JP4841818B2 - Catalyst composition for copolymerizing ethylene oxide and glycidyl ether compound, and method for producing branched polymer using the catalyst composition - Google Patents

Description

  The present invention relates to a catalyst composition used for copolymerizing ethylene oxide and a glycidyl ether compound, and a method for producing a branched polymer using the catalyst composition.

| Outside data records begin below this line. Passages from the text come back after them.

use std::fmt::Write as _;

use anyhow::{Context, Result};
use outpost_world::snapshot::Snapshot;
use sha2::{Digest, Sha256};

/// Hex-encoded SHA-256 of the snapshot's JSON form.
pub(crate) fn snapshot_digest(snapshot: &Snapshot) -> Result<String> {
    let json = serde_json::to_vec(snapshot).context("failed to serialise snapshot")?;
    let mut hasher = Sha256::new();
    hasher.update(&json);
    let digest = hasher.finalize();

    let mut hex = String::with_capacity(digest.len() * 2);
    for byte in digest {
        let _ = write!(hex, "{byte:02x}");
    }
    Ok(hex)
}

#[cfg(test)]
mod tests {
    use super::*;
    use outpost_world::{config::GameConfig, generation::generate};

    #[test]
    fn digest_follows_state() {
        let mut game = generate(&GameConfig::default()).expect("valid config");
        let before = snapshot_digest(&game.snapshot()).expect("digest");

        assert_eq!(before.len(), 64);
        assert_eq!(before, snapshot_digest(&game.snapshot()).expect("digest"));

        let _ = game.execute_turn(&[]).expect("game is running");
        assert_ne!(before, snapshot_digest(&game.snapshot()).expect("digest"));
    }
}
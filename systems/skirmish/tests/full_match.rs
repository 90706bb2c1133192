use std::{
    collections::hash_map::DefaultHasher,
    hash::{Hash, Hasher},
};

use outpost_core::{Action, Effect};
use outpost_system_skirmish::{Config, Skirmish, Strategy};
use outpost_world::{
    config::GameConfig,
    generation::{generate, AWAY_TEAM, HOME_TEAM},
    query::team_view,
    Game,
};

#[test]
fn full_match_keeps_replica_in_lock_step() {
    let mut game = generate(&config()).expect("valid config");
    let mut replica = Game::from_snapshot(&game.snapshot()).expect("restorable snapshot");
    let mut home = Skirmish::new(Config::new(3));
    let mut away = Skirmish::new(Config::new(3));
    let mut deposits = 0;
    let mut spawns = 0;

    while !game.is_over() {
        let mut commands = home.commands(&team_view(&game, HOME_TEAM));
        commands.extend(away.commands(&team_view(&game, AWAY_TEAM)));
        let actions = game.execute_turn(&commands).expect("game is running");

        deposits += actions
            .iter()
            .filter(|action| is_deposit(action))
            .count();
        spawns += actions
            .iter()
            .filter(|action| matches!(action.effect(), Some(Effect::Spawn { .. })))
            .count();

        replica
            .import_turn(game.turn(), actions)
            .expect("turns arrive in order");
        assert_eq!(
            fingerprint(&replica),
            fingerprint(&game),
            "replica diverged at turn {}",
            game.turn()
        );
    }

    assert!(replica.is_over());
    assert_eq!(replica.winner(), game.winner());
    assert!(deposits > 0, "citizens never brought food home");
    assert!(spawns > 0, "headquarters never spawned");
}

#[test]
fn same_seed_plays_the_same_match() {
    let first = play(config());
    let second = play(config());

    assert_eq!(first, second, "match diverged between runs");
}

fn config() -> GameConfig {
    GameConfig {
        width: 16,
        height: 16,
        max_turns: 150,
        starting_food: 6,
        seed: 0x5eed,
        ..GameConfig::default()
    }
}

fn play(config: GameConfig) -> (u64, Vec<Action>) {
    let mut game = generate(&config).expect("valid config");
    let mut home = Skirmish::default();
    let mut away = Skirmish::default();
    let mut log = Vec::new();

    loop {
        let mut commands = home.commands(&team_view(&game, HOME_TEAM));
        commands.extend(away.commands(&team_view(&game, AWAY_TEAM)));
        match game.execute_turn(&commands) {
            Some(actions) => log.extend(actions),
            None => break,
        }
    }

    (fingerprint(&game), log)
}

fn is_deposit(action: &Action) -> bool {
    matches!(
        action.effect(),
        Some(Effect::Move {
            deposited_food: Some(_),
            ..
        }) | Some(Effect::DropOffFood {
            deposited: true,
            ..
        })
    )
}

fn fingerprint(game: &Game) -> u64 {
    let mut hasher = DefaultHasher::new();
    serde_json::to_string(&game.snapshot())
        .expect("snapshot serializes")
        .hash(&mut hasher);
    hasher.finish()
}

A conventionally known polyether polymer is produced by polymerizing a monomer containing an oxirane group using a predetermined polymerization catalyst by a solution polymerization method or a solvent slurry polymerization method. As the polymerization catalyst used in this case, 1) a catalyst mainly composed of organoaluminum (for example, the following Patent Documents 1 to 3) or a catalyst mainly composed of organic zinc (for example, the following: Patent Documents 4 to 7), organotin-phosphate ester condensate catalysts (for example, Patent Documents 8 to 9 below), and 2) alkali metal hydroxide catalysts such as potassium hydroxide and sodium methoxide It is done.
USP3,135,705 USP3,219,591 USP3,403,114 USP5,326,852 Japanese Patent Publication No.46-7,709 Japanese Patent Publication No.45-7,751 Japanese Patent Publication No.53-27,319 USP3,773,694 Japanese Patent Publication No.46-41378

  However, all of the polymers obtained using the ring-opening polymerization catalyst of 1) above have the disadvantage that the production reaction of the high molecular weight product is the main, and the proportion of glycidyl ethers introduced is considerably low. .

  On the other hand, when the alkali metal hydroxide catalyst of the above 2) was used, the molecular weight did not exceed a certain level, and a by-product was likely to occur and the yield was lowered, which was not satisfactory. .

  As a result of intensive studies to solve the above problems, the present inventor found that when a specific catalyst composition was used when copolymerizing ethylene oxide and a glycidyl ether compound, the copolymerization of ethylene oxide and glycidyl ether compound was very well performed. And the present invention has been completed.

That is, the catalyst composition of the present invention is a catalyst composition used when copolymerizing ethylene oxide and a glycidyl ether compound, and the catalyst composition is component A: tri (C ₁ -C ₄ alkyl). It consists of aluminum and one of component B: alkali metal alkoxide or alkali metal hydroxide , and component A is contained in an amount of 3 mol or more per 1 mol of component B.
The method for producing a branched polymer according to the present invention comprises Component A: tri (C ₁ -C ₄ alkyl) aluminum and Component B: either an alkali metal alkoxide or an alkali metal hydroxide. And the ratio of the glycidyl ether compound with respect to 99.9-70 weight% of ethylene oxide shall be 0.1-30 weight% in presence of the catalyst composition which 3 mol or more of component A contains with respect to 1 mole of component B Further, ethylene oxide and a glycidyl ether compound are copolymerized under the same polymerization conditions as in the conventional method.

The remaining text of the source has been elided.